* WHAT YOU NEED TO DO *
Print exactly those lines that run from the beginning of the data to the line bearing "use serde_json::Value;", inclusive.

SOURCE RECORDS Start Marker

//! Manifest download
//!
//! Fetches the manifest index, downloads the requested tables in
//! parallel, and assembles them into [`ManifestDefinitions`].

use std::collections::{BTreeSet, HashMap};
use std::sync::Arc;

use futures::future::try_join_all;
use serde::Deserialize;
use serde_json::Value;

use super::definitions::{ManifestDefinitions, TableName};
use crate::api::{ApiClient, ApiError, Fetcher, HttpRequest, ServiceError};

pub const MANIFEST_PATH: &str = "/Platform/Destiny2/Manifest/";

#[derive(Debug, thiserror::Error)]
pub enum ManifestError {
    #[error("failed to load manifest index: {0}")]
    Index(#[from] ServiceError),

    #[error("manifest has no content for language '{0}'")]
    Language(String),

    #[error("manifest has no path for table {0}")]
    MissingTable(TableName),

    /// Every cache-busting attempt failed; `source` is the first failure.
    #[error("failed to download {table} from {url}: {source}")]
    Download {
        table: TableName,
        url: String,
        #[source]
        source: ApiError,
    },

    #[error("failed to decode {table}: {source}")]
    Decode {
        table: TableName,
        #[source]
        source: serde_json::Error,
    },
}

/// Response of `Destiny2/Manifest`
#[derive(Debug, Clone, Deserialize)]
#[serde(rename_all = "camelCase")]
pub struct ManifestIndex {
    #[serde(default)]
    pub version: String,
    #[serde(default)]
    pub json_world_component_content_paths: HashMap<String, HashMap<String, String>>,
}

/// Suffixes tried in order to get past stale edge-cache entries.
pub fn cache_busters() -> [String; 3] {
    [String::new(), "?bust".to_string(), format!("?bust-{}", random_digits())]
}

fn random_digits() -> String {
    let mut buf = [0u8; 8];
    match getrandom::getrandom(&mut buf) {
        Ok(()) => u64::from_le_bytes(buf).to_string(),
        Err(_) => "cacheBust".to_string(),
    }
}

pub struct ManifestService {
    api: ApiClient,
    fetcher: Arc<dyn Fetcher>,
    language: String,
}

impl ManifestService {
    /// `api` loads the index; `fetcher` downloads the table blobs.
    pub fn new(api: ApiClient, fetcher: Arc<dyn Fetcher>, language: impl Into<String>) -> Self {
        Self {
            api,
            fetcher,
            language: language.into(),
        }
    }

    pub async fn get_manifest_index(&self) -> Result<ManifestIndex, ManifestError> {
        Ok(self.api.get(MANIFEST_PATH, &[]).await?)
    }

    /// Download `tables` and build lookup tables from them.
    ///
    /// All-or-nothing: the first table that cannot be loaded fails the
    /// whole batch.
    pub async fn get_manifest_definitions(
        &self,
        tables: &[TableName],
    ) -> Result<ManifestDefinitions, ManifestError> {
        let index = self.get_manifest_index().await?;
        tracing::info!(version = %index.version, tables = tables.len(), "Loading manifest");

        let paths = index
            .json_world_component_content_paths
            .get(&self.language)
            .ok_or_else(|| ManifestError::Language(self.language.clone()))?;

        let wanted: BTreeSet<TableName> = tables.iter().copied().collect();
        let downloads = wanted.iter().map(|&table| async move {
            let path = paths
                .get(&table.component_key())
                .ok_or(ManifestError::MissingTable(table))?;
            let blob = self.download_table(table, path).await?;
            Ok::<_, ManifestError>((table, blob))
        });
        let blobs = try_join_all(downloads).await?;

        let mut defs = ManifestDefinitions::default();
        for (table, blob) in blobs {
            defs.insert_blob(table, blob)
                .map_err(|source| ManifestError::Decode { table, source })?;
        }
        Ok(defs)
    }

    /// Try the table URL with each cache buster until one returns OK with a
    /// JSON body.
    async fn download_table(&self, table: TableName, path: &str) -> Result<Value, ManifestError> {
        let mut first_error: Option<(String, ApiError)> = None;

        for suffix in cache_busters() {
            let url = format!("{}{}{}", self.api.base_url(), path, suffix);
            let failure = match self.fetcher.fetch(HttpRequest::get(url.clone())).await {
                Ok(resp) if resp.is_ok() => match resp.json() {
                    Ok(body) => {
                        tracing::debug!(%table, %url, bytes = resp.body.len(), "Downloaded table");
                        return Ok(body);
                    }
                    Err(e) => ApiError::Parse(e.to_string()),
                },
                Ok(resp) => ApiError::HttpStatus {
                    status: i32::from(resp.status),
                    status_text: resp.status_text.clone(),
                },
                Err(e) => e,
            };
            tracing::debug!(%table, %url, "Table download attempt failed: {}", failure);
            first_error.get_or_insert((url, failure));
        }

        let (url, source) = first_error.unwrap_or_else(|| {
            (
                path.to_string(),
                ApiError::Internal("no download attempts were made".to_string()),
            )
        });
        tracing::warn!(%table, %url, "Giving up on table: {}", source);
        Err(ManifestError::Download { table, url, source })
    }
}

SOURCE RECORDS End Marker

* SOLUTION TO THIS EXERCISE *
//! Manifest download
//!
//! Fetches the manifest index, downloads the requested tables in
//! parallel, and assembles them into [`ManifestDefinitions`].

use std::collections::{BTreeSet, HashMap};
use std::sync::Arc;

use futures::future::try_join_all;
use serde::Deserialize;
use serde_json::Value;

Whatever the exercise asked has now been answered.